Stored dataset items
========================================
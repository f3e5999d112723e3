use clap::Parser;
use storefront::{telemetry, Application, Config};

/// Wait for shutdown signal (SIGTERM or Ctrl+C)
async fn shutdown_signal() {
    use tokio::signal;

    let ctrl_c = async {
        signal::ctrl_c().await.expect("Failed to install Ctrl+C handler");
    };

    #[cfg(unix)]
    let terminate = async {
        signal::unix::signal(signal::unix::SignalKind::terminate())
            .expect("Failed to install SIGTERM handler")
            .recv()
            .await;
    };

    #[cfg(not(unix))]
    let terminate = std::future::pending::<()>();

    tokio::select! {
        _ = ctrl_c => {
            tracing::info!("Received Ctrl+C, shutting down gracefully...");
        },
        _ = terminate => {
            tracing::info!("Received SIGTERM, shutting down gracefully...");
        },
    }
}

#[tokio::main]
async fn main() -> anyhow::Result<()> {
    // Install rustls crypto provider before anything else that might build a TLS client
    rustls::crypto::aws_lc_rs::default_provider()
        .install_default()
        .expect("Failed to install rustls crypto provider");

    let args = storefront::config::Args::parse();

    let config = Config::load(&args)?;

    // If --validate flag is set, exit successfully after config validation
    if args.validate {
        println!("Configuration is valid.");
        return Ok(());
    }

    telemetry::init_telemetry()?;

    tracing::debug!("{:?}", args);

    // Run the application with graceful shutdown on SIGTERM/Ctrl+C
    let shutdown = shutdown_signal();
    Application::new(config).await?.serve(shutdown).await
}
========================================
_WORK INSTRUCTIONS_
Without changing a single character, write out all of the entries.

_ANSWER FOR THE TASK_
repository f3e5999d112723e3
use clap::Parser;
use storefront::{telemetry, Application, Config};

/// Wait for shutdown signal (SIGTERM or Ctrl+C)
async fn shutdown_signal() {
    use tokio::signal;

    let ctrl_c = async {
        signal::ctrl_c().await.expect("Failed to install Ctrl+C handler");
    };

    #[cfg(unix)]
    let terminate = async {
        signal::unix::signal(signal::unix::SignalKind::terminate())
            .expect("Failed to install SIGTERM handler")
            .recv()
            .await;
    };

    #[cfg(not(unix))]
    let terminate = std::future::pending::<()>();

    tokio::select! {
        _ = ctrl_c => {
            tracing::info!("Received Ctrl+C, shutting down gracefully...");
        },
        _ = terminate => {
            tracing::info!("Received SIGTERM, shutting down gracefully...");
        },
    }
}

#[tokio::main]
async fn main() -> anyhow::Result<()> {
    // Install rustls crypto provider before anything else that might build a TLS client
    rustls::crypto::aws_lc_rs::default_provider()
        .install_default()
        .expect("Failed to install rustls crypto provider");

    let args = storefront::config::Args::parse();

    let config = Config::load(&args)?;

    // If --validate flag is set, exit successfully after config validation
    if args.validate {
        println!("Configuration is valid.");
        return Ok(());
    }

    telemetry::init_telemetry()?;

    tracing::debug!("{:?}", args);

    // Run the application with graceful shutdown on SIGTERM/Ctrl+C
    let shutdown = shutdown_signal();
    Application::new(config).await?.serve(shutdown).await
}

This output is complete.